Dataset entries
# # # #
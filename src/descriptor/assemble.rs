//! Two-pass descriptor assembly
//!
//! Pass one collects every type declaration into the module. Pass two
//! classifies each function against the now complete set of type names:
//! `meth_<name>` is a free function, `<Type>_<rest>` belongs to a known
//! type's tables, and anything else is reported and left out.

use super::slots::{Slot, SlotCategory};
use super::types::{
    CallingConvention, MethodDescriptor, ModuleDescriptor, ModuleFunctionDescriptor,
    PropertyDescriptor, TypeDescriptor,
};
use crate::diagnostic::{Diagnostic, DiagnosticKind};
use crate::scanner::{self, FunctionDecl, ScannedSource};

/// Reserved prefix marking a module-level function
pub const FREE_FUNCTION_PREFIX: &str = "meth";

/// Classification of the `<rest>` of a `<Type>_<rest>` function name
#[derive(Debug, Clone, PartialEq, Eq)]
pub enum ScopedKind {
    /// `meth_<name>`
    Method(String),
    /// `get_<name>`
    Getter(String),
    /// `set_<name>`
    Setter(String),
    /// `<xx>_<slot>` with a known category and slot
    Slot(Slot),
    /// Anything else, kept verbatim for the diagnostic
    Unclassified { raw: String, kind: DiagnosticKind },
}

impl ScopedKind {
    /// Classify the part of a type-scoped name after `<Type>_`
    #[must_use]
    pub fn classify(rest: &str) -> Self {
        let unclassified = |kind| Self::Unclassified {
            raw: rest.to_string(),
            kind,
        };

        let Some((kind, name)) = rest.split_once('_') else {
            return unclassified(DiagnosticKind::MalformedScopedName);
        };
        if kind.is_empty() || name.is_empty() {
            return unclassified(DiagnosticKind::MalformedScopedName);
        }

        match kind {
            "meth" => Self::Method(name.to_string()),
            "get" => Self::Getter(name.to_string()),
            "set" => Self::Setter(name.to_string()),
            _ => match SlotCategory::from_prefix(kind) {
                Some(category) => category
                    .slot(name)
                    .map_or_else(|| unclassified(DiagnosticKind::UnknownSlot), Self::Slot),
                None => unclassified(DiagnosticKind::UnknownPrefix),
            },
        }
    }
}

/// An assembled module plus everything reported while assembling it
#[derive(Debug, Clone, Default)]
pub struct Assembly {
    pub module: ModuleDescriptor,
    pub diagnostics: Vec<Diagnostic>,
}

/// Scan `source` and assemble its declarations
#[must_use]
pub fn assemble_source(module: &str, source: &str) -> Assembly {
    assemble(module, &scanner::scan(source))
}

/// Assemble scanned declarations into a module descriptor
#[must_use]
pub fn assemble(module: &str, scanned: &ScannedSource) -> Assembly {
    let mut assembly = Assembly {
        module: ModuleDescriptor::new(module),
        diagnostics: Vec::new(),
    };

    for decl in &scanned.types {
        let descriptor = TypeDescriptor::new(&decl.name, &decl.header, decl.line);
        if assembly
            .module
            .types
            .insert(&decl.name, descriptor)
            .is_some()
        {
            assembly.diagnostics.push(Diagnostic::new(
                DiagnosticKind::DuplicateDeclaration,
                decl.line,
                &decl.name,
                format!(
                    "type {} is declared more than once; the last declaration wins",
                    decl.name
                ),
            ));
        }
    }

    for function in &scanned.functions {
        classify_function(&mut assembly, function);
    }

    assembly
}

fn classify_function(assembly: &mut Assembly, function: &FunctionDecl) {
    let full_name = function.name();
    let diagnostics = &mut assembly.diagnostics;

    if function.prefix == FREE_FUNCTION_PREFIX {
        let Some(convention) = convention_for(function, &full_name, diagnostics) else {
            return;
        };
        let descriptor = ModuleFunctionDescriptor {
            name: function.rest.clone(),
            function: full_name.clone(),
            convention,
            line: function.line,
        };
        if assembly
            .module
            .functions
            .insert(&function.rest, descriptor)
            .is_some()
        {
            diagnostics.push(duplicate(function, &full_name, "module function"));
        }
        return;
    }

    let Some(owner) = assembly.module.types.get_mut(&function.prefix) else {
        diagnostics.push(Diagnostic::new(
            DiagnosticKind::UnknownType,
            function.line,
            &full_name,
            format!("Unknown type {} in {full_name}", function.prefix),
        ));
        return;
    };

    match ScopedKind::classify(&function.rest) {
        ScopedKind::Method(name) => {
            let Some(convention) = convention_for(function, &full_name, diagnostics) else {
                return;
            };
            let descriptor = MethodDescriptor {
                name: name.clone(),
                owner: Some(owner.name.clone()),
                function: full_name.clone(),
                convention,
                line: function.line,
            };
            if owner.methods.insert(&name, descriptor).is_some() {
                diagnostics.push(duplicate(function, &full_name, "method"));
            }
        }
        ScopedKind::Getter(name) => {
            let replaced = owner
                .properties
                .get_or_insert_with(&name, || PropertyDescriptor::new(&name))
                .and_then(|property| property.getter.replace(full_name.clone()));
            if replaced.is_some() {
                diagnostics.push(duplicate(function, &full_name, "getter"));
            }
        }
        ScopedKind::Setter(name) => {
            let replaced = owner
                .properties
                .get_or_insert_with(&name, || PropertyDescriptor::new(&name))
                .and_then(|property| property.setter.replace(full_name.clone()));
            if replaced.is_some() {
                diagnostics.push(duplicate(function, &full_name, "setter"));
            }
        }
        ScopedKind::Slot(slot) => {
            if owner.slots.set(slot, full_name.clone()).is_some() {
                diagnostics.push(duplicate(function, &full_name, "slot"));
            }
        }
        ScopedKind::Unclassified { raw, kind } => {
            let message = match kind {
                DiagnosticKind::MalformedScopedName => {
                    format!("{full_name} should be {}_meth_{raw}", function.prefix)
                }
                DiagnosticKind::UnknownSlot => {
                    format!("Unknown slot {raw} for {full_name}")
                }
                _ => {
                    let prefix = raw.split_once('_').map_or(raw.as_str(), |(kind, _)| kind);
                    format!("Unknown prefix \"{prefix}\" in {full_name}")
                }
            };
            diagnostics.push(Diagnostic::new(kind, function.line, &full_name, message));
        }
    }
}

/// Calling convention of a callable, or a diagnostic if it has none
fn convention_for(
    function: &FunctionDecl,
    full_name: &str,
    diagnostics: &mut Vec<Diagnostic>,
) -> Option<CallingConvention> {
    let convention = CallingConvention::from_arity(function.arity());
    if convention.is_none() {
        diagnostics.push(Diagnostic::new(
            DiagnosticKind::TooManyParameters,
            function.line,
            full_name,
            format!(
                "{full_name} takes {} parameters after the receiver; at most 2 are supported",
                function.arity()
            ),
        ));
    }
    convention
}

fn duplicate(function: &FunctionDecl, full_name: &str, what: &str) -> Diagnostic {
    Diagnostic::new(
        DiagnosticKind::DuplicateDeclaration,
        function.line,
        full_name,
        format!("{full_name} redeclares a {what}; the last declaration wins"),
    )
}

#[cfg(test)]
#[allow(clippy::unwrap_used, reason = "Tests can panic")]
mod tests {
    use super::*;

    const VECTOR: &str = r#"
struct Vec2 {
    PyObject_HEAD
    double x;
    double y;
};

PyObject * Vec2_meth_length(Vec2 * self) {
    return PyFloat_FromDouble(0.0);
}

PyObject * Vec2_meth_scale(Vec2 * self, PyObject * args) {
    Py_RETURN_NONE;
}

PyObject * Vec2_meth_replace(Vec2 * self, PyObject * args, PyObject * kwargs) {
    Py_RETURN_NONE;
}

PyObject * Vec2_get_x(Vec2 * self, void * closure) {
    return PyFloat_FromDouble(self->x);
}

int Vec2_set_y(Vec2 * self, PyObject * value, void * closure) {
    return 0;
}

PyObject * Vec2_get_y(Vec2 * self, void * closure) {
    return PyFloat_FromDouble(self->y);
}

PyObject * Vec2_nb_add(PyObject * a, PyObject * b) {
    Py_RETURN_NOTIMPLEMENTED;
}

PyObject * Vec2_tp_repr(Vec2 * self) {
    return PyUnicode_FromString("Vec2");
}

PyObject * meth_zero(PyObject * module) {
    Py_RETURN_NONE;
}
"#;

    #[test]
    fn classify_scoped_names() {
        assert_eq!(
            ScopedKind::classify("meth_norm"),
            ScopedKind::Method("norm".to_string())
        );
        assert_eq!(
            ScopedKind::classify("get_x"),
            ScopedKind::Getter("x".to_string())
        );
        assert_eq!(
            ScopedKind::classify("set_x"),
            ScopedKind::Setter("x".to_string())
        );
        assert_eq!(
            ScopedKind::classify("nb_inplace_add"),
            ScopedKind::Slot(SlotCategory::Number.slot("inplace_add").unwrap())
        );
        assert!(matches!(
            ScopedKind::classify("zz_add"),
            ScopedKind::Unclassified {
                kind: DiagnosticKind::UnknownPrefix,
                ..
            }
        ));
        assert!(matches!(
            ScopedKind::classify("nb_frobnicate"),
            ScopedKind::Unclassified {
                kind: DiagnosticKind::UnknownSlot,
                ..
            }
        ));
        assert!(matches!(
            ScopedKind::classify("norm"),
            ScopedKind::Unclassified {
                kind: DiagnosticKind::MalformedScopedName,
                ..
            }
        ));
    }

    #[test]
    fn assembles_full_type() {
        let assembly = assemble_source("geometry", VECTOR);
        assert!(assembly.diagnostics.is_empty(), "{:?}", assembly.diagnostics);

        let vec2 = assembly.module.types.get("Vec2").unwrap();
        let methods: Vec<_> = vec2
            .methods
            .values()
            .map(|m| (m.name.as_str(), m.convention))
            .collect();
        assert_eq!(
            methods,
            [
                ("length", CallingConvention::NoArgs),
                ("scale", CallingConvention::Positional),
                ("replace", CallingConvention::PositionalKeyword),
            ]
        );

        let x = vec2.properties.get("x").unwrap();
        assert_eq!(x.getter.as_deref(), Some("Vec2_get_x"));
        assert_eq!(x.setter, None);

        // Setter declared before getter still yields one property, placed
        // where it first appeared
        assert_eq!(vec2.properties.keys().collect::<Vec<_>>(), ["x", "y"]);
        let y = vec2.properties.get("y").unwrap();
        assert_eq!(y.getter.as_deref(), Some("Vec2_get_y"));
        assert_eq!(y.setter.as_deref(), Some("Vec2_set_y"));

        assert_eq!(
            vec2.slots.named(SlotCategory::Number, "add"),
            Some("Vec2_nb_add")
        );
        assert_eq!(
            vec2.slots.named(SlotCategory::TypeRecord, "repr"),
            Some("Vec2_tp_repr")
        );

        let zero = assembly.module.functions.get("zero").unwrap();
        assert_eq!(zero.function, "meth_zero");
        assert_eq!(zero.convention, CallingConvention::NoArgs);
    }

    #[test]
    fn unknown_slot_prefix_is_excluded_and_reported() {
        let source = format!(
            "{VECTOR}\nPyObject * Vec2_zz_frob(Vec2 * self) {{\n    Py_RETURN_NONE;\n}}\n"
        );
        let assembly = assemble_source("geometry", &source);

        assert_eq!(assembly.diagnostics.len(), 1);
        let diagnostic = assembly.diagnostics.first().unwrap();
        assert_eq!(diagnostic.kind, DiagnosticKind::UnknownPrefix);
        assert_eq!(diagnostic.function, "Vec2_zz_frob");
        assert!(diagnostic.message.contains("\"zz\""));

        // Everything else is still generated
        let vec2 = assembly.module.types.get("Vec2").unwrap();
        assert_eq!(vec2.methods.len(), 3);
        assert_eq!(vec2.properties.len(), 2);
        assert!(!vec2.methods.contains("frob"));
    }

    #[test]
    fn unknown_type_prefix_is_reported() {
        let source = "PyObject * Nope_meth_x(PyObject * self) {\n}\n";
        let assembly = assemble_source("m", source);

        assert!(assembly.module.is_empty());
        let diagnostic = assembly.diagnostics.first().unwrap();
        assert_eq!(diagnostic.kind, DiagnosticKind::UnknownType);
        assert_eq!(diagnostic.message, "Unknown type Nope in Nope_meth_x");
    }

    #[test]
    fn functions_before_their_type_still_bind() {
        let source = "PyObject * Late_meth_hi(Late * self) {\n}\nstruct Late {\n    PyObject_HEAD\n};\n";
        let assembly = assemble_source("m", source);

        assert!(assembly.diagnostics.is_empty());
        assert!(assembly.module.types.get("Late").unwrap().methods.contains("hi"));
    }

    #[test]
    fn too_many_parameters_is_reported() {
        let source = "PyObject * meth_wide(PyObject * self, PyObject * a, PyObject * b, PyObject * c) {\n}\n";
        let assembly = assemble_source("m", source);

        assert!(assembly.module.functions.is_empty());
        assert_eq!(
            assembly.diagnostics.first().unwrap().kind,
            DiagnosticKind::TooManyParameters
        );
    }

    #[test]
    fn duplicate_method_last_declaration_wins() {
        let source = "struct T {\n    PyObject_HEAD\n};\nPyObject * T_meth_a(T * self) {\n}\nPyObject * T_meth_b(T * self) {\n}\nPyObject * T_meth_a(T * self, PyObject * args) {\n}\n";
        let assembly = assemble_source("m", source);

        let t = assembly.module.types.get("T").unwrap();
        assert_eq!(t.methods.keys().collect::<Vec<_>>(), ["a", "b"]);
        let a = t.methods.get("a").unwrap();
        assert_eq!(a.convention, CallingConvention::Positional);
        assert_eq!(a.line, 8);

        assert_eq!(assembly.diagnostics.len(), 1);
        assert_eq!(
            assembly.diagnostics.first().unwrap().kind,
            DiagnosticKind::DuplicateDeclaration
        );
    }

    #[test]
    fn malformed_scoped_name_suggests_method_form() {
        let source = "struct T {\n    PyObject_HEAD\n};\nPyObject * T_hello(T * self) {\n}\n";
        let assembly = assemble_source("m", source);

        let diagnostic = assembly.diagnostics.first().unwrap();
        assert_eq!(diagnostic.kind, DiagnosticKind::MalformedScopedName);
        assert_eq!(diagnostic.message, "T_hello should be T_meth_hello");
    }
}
# # # #
▸ **EXERCISE DETAILS**: Within the entries above, how many lines hold the string "scanner"? State the number with no other words.

▸ **EXERCISE RESULT**: 2